**TO DO**:
Here is the task for the records below: repeat exactly the lines from the one with "filename topology/src/master.rs" to the one with "located by tag", both included, and nothing else.

**DATA PROVIDED**:
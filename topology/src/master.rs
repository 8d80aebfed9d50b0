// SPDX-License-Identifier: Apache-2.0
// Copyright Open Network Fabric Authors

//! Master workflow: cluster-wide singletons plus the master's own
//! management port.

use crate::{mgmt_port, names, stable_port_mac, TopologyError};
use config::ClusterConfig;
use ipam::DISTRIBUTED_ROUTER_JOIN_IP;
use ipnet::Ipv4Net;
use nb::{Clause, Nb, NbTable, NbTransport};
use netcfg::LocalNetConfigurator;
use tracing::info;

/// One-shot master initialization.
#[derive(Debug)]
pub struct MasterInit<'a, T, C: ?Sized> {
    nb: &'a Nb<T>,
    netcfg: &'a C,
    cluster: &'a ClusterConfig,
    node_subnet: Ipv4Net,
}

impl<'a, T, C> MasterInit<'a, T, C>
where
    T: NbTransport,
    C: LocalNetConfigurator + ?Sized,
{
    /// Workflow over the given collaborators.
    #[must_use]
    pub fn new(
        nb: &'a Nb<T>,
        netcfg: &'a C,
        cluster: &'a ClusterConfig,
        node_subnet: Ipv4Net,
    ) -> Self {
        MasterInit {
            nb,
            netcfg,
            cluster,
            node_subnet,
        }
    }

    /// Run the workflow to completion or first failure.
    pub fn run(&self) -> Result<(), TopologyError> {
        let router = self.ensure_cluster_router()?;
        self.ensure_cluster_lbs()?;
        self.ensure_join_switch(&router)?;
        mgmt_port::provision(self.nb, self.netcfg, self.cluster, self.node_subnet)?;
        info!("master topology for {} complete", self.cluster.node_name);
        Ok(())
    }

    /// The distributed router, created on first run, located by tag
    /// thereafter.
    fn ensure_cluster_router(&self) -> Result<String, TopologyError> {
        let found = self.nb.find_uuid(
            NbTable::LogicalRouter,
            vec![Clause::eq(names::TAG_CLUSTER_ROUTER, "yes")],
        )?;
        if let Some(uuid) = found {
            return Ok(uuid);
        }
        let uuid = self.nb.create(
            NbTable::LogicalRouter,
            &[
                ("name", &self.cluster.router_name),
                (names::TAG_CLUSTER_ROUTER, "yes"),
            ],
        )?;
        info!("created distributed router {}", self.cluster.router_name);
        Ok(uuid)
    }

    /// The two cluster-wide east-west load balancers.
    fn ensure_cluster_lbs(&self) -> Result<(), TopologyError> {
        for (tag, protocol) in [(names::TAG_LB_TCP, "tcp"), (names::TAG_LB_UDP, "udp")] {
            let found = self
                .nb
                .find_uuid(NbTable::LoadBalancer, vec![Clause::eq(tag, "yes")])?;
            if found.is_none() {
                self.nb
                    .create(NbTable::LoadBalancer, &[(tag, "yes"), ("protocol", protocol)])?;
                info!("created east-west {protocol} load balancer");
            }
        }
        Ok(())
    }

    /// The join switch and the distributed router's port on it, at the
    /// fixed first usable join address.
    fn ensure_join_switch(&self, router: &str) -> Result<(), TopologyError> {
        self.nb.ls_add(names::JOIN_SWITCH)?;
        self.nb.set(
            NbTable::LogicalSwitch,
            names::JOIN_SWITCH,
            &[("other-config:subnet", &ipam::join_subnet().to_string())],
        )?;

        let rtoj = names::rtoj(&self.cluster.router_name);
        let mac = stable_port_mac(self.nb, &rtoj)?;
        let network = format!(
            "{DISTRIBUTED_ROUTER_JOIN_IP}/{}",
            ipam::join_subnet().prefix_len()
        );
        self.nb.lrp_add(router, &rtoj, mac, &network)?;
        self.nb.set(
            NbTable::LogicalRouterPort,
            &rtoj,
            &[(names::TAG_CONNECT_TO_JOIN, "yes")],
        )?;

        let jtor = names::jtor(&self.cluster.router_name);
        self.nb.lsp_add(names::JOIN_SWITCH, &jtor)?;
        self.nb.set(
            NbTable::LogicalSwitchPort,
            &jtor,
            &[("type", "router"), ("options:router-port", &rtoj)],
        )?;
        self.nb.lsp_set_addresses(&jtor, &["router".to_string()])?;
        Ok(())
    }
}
---
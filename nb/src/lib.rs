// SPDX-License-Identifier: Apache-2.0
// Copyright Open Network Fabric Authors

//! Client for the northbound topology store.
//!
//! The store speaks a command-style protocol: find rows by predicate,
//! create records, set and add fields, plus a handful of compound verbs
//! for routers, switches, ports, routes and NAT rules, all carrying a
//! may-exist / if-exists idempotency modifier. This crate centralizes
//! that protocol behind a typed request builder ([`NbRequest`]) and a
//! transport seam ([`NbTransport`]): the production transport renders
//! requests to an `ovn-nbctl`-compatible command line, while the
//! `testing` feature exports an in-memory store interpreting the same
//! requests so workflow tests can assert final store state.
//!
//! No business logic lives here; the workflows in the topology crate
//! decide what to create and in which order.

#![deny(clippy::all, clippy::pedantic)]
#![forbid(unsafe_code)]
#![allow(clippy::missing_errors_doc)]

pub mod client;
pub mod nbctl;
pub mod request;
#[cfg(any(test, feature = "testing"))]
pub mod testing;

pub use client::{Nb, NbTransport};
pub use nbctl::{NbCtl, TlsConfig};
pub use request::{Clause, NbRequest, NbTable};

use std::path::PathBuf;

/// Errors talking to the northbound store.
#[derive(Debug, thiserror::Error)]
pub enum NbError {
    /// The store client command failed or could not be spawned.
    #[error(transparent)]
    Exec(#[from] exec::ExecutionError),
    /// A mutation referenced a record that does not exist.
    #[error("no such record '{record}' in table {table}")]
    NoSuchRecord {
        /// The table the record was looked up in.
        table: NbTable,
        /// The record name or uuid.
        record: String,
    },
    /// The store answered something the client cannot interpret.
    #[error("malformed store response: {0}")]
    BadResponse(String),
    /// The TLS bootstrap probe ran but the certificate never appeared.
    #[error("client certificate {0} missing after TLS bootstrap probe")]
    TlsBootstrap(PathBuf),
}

**ANSWER BOX**:
filename topology/src/master.rs
repository 8d80aebfed9d50b0
// SPDX-License-Identifier: Apache-2.0
// Copyright Open Network Fabric Authors

//! Master workflow: cluster-wide singletons plus the master's own
//! management port.

use crate::{mgmt_port, names, stable_port_mac, TopologyError};
use config::ClusterConfig;
use ipam::DISTRIBUTED_ROUTER_JOIN_IP;
use ipnet::Ipv4Net;
use nb::{Clause, Nb, NbTable, NbTransport};
use netcfg::LocalNetConfigurator;
use tracing::info;

/// One-shot master initialization.
#[derive(Debug)]
pub struct MasterInit<'a, T, C: ?Sized> {
    nb: &'a Nb<T>,
    netcfg: &'a C,
    cluster: &'a ClusterConfig,
    node_subnet: Ipv4Net,
}

impl<'a, T, C> MasterInit<'a, T, C>
where
    T: NbTransport,
    C: LocalNetConfigurator + ?Sized,
{
    /// Workflow over the given collaborators.
    #[must_use]
    pub fn new(
        nb: &'a Nb<T>,
        netcfg: &'a C,
        cluster: &'a ClusterConfig,
        node_subnet: Ipv4Net,
    ) -> Self {
        MasterInit {
            nb,
            netcfg,
            cluster,
            node_subnet,
        }
    }

    /// Run the workflow to completion or first failure.
    pub fn run(&self) -> Result<(), TopologyError> {
        let router = self.ensure_cluster_router()?;
        self.ensure_cluster_lbs()?;
        self.ensure_join_switch(&router)?;
        mgmt_port::provision(self.nb, self.netcfg, self.cluster, self.node_subnet)?;
        info!("master topology for {} complete", self.cluster.node_name);
        Ok(())
    }

    /// The distributed router, created on first run, located by tag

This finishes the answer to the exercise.